Networking at Layer 2: Forwarding VLAN Tagged Frames
VLAN tags were not developed as a way to limit network node table entries. They were originally invented to allow LAN switches to distinguish between physical groups of LAN ports and logical groups of LAN ports. In other words, there was a need to configure a LAN switch (or group of local LAN switches) to know that “these ports belong to VLAN A” and “these ports belong to VLAN B.”
This was important because of how all LANs, not just Ethernet, work at the frame level. Lots of frames on a LAN are broadcast to all stations (hosts and network nodes) on the LAN segment. Also, multicasting works by flooding traffic within the VLAN. The stations that received broadcast frames form the broadcast domain of the LAN. Only Ethernet frames belonging to same broadcast domain are forwarded out certain ports on the LAN switch.
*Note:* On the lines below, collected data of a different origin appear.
//! Database configuration module.
//!
//! Provides configuration structures for database connection management.

use std::env;

/// Database configuration
#[derive(Debug, Clone)]
pub struct DatabaseConfig {
    /// PostgreSQL connection URL
    pub database_url: String,

    /// Maximum number of connections in the pool
    pub max_connections: u32,

    /// Minimum number of connections in the pool
    pub min_connections: u32,

    /// Connection timeout in seconds
    pub connection_timeout_secs: u64,

    /// Idle connection timeout in seconds
    pub idle_timeout_secs: u64,

    /// Maximum connection lifetime in seconds
    pub max_lifetime_secs: u64,
}

impl DatabaseConfig {
    /// Create configuration from environment variables
    ///
    /// Expected environment variables:
    /// - `DATABASE_URL`: PostgreSQL connection string (default: development URL)
    /// - `DB_MAX_CONNECTIONS`: Maximum pool size (default: 20)
    /// - `DB_MIN_CONNECTIONS`: Minimum pool size (default: 2)
    /// - `DB_CONNECTION_TIMEOUT`: Connection timeout in seconds (default: 10)
    /// - `DB_IDLE_TIMEOUT`: Idle timeout in seconds (default: 600)
    /// - `DB_MAX_LIFETIME`: Max lifetime in seconds (default: 1800)
    ///
    /// Unparseable values fall back to their defaults.
    pub fn from_env() -> Self {
        let defaults = Self::development();
        Self {
            database_url: env::var("DATABASE_URL").unwrap_or(defaults.database_url),
            max_connections: parse_env_or("DB_MAX_CONNECTIONS", defaults.max_connections),
            min_connections: parse_env_or("DB_MIN_CONNECTIONS", defaults.min_connections),
            connection_timeout_secs: parse_env_or(
                "DB_CONNECTION_TIMEOUT",
                defaults.connection_timeout_secs,
            ),
            idle_timeout_secs: parse_env_or("DB_IDLE_TIMEOUT", defaults.idle_timeout_secs),
            max_lifetime_secs: parse_env_or("DB_MAX_LIFETIME", defaults.max_lifetime_secs),
        }
    }

    /// Create a default configuration for development
    ///
    /// Uses `postgres://postgres@localhost/reservations` as the database URL
    pub fn development() -> Self {
        Self {
            database_url: "postgres://postgres@localhost/reservations".to_string(),
            max_connections: 20,
            min_connections: 2,
            connection_timeout_secs: 10,
            idle_timeout_secs: 600,
            max_lifetime_secs: 1800,
        }
    }

    /// Validate pool sizing
    pub fn validate(&self) -> Result<(), String> {
        if self.database_url.is_empty() {
            return Err("Database URL must not be empty".to_string());
        }

        if self.max_connections == 0 {
            return Err("Max connections must be greater than 0".to_string());
        }

        if self.min_connections > self.max_connections {
            return Err("Min connections must not exceed max connections".to_string());
        }

        Ok(())
    }
}

impl Default for DatabaseConfig {
    fn default() -> Self {
        Self::development()
    }
}

fn parse_env_or<T: std::str::FromStr>(key: &str, default: T) -> T {
    env::var(key)
        .ok()
        .and_then(|v| v.parse().ok())
        .unwrap_or(default)
}

#[cfg(test)]
mod tests {
    use super::*;

    #[test]
    fn test_development_config_is_valid() {
        assert!(DatabaseConfig::development().validate().is_ok());
    }

    #[test]
    fn test_min_above_max_rejected() {
        let config = DatabaseConfig {
            min_connections: 30,
            ..DatabaseConfig::development()
        };
        assert!(config.validate().is_err());
    }
}
//! Rolling turnover estimate used for wait-time predictions.

use chrono::{DateTime, Utc};
use std::collections::VecDeque;

/// Lower bound for a single turnover sample, in minutes
const MIN_SAMPLE_MINUTES: f64 = 1.0;

/// Upper bound for a single turnover sample, in minutes
const MAX_SAMPLE_MINUTES: f64 = 240.0;

/// Tracks the interval between successive seatings
#[derive(Debug, Clone)]
pub struct TurnoverTracker {
    samples: VecDeque<f64>,
    capacity: usize,
    default_minutes: u32,
    last_seating: Option<DateTime<Utc>>,
}

impl TurnoverTracker {
    pub fn new(capacity: usize, default_minutes: u32) -> Self {
        Self {
            samples: VecDeque::with_capacity(capacity.max(1)),
            capacity: capacity.max(1),
            default_minutes: default_minutes.max(1),
            last_seating: None,
        }
    }

    /// Record a seating. The gap since the previous seating becomes a sample.
    pub fn record_seating(&mut self, at: DateTime<Utc>) {
        if let Some(previous) = self.last_seating
            && at > previous
        {
            let minutes = (at - previous).num_seconds() as f64 / 60.0;
            self.record_minutes(minutes);
        }

        if self.last_seating.is_none_or(|previous| at > previous) {
            self.last_seating = Some(at);
        }
    }

    /// Record an explicit turnover sample, e.g. when seeding from history
    pub fn record_minutes(&mut self, minutes: f64) {
        if !minutes.is_finite() {
            return;
        }

        if self.samples.len() == self.capacity {
            self.samples.pop_front();
        }
        self.samples
            .push_back(minutes.clamp(MIN_SAMPLE_MINUTES, MAX_SAMPLE_MINUTES));
    }

    /// Average minutes per seating, or the default without history
    pub fn average_minutes(&self) -> f64 {
        if self.samples.is_empty() {
            f64::from(self.default_minutes)
        } else {
            self.samples.iter().sum::<f64>() / self.samples.len() as f64
        }
    }

    /// Estimated wait for a 1-based queue position, rounded up to whole minutes
    pub fn estimate_wait(&self, position: u32) -> u32 {
        let minutes = (f64::from(position) * self.average_minutes()).ceil();
        minutes.min(f64::from(u32::MAX)) as u32
    }

    pub fn sample_count(&self) -> usize {
        self.samples.len()
    }
}

#[cfg(test)]
mod tests {
    use super::*;
    use chrono::Duration;

    #[test]
    fn test_default_without_history() {
        let tracker = TurnoverTracker::new(20, 15);
        assert_eq!(tracker.average_minutes(), 15.0);
        assert_eq!(tracker.estimate_wait(3), 45);
    }

    #[test]
    fn test_seating_intervals_become_samples() {
        let mut tracker = TurnoverTracker::new(20, 15);
        let start = Utc::now();
        tracker.record_seating(start);
        assert_eq!(tracker.sample_count(), 0);

        tracker.record_seating(start + Duration::minutes(10));
        tracker.record_seating(start + Duration::minutes(30));
        assert_eq!(tracker.sample_count(), 2);
        assert_eq!(tracker.average_minutes(), 15.0);
    }

    #[test]
    fn test_rolling_window_drops_oldest() {
        let mut tracker = TurnoverTracker::new(2, 15);
        tracker.record_minutes(100.0);
        tracker.record_minutes(10.0);
        tracker.record_minutes(20.0);
        assert_eq!(tracker.sample_count(), 2);
        assert_eq!(tracker.average_minutes(), 15.0);
    }

    #[test]
    fn test_samples_are_clamped() {
        let mut tracker = TurnoverTracker::new(5, 15);
        tracker.record_minutes(0.0);
        tracker.record_minutes(10_000.0);
        tracker.record_minutes(f64::NAN);
        assert_eq!(tracker.sample_count(), 2);
        assert_eq!(tracker.average_minutes(), (1.0 + 240.0) / 2.0);
    }

    #[test]
    fn test_out_of_order_seating_ignored() {
        let mut tracker = TurnoverTracker::new(5, 15);
        let start = Utc::now();
        tracker.record_seating(start);
        tracker.record_seating(start - Duration::minutes(5));
        assert_eq!(tracker.sample_count(), 0);
    }

    #[test]
    fn test_estimate_rounds_up() {
        let mut tracker = TurnoverTracker::new(5, 15);
        tracker.record_minutes(7.5);
        assert_eq!(tracker.estimate_wait(1), 8);
        assert_eq!(tracker.estimate_wait(2), 15);
    }
}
This prevents broadcast storms and isolates routine control frames onto the LAN segment where they make the most sense.
The VLAN tag was invented to distinguish among different VLAN broadcast domains on a group of LAN switches. The VLAN tag is a two-byte field inserted between the source MAC address and the Ethertype (or length) field in an Ethernet frame. Another two-byte field, the Tag Protocol Identifier (TPI or TPID), precedes the VLAN tag field.
Two fields were necessary to hold one piece of information, the VLAN tag, to enable receivers to distinguish between untagged or plain Ethernet frames and those containing VLAN tags. A mechanism was required to differentiate between the Ethertype and length field for the untagged case and to distinguish among VLAN tag, Ethertype, and length field for the tagged case. The answer was to constrain the TPID field to values that were not valid Ethernet frame lengths or defined as valid Ethertypes. The first VLAN tag added to an Ethernet frame is always indicated by a TPID value of 0x8100. This is not the VLAN identifier, which appears in the next two bytes.
In Figure 1, a native or normal Ethernet frame is compared to a VLAN-tagged Ethernet frame. The lengths of each field, in bytes, is shown next to the field name.
Figure 1: Native (Normal) and VLAN-Tagged Ethernet Fames
The VLAN tag subtracts four bytes from the total MTU length of the Ethernet frame, but this is seldom a problem if kept in mind. When this tag is used in an Ethernet frame, the frame complies with the IEEE 802.1Q (formerly IEEE 802.1q) specification.
Together, the four added bytes form the VLAN tag, but the individual fields that comprise it are more important. The 2–byte TPID field is just a number and has no structure, only having allowed and disallowed values. However, the 2-byte Tag Control Information (TCI) field has a defined structure:
- The three bits of the User Priority field are defined by the IEEE 802.1p specification. These can mimic class-of-service (CoS) parameters established at other layers of the network (IP precedence bits, or MPLS EXP bits, and so on).
- The Canonical Format Indicator (CFI) bit indicates whether the following 12 bits of VLAN identifier conform to Ethernet or not. For Ethernet frames, this bit is always set to 0. (The other possible value, CFI=1, is used for Token Ring LANs, and tagged frames should never be bridged between an Ethernet and Token Ring LAN regardless of the VLAN tag or MAC address.)
- The 12-bit VLAN ID allows for 4096 possible VLANs, but not all values are used in all cases.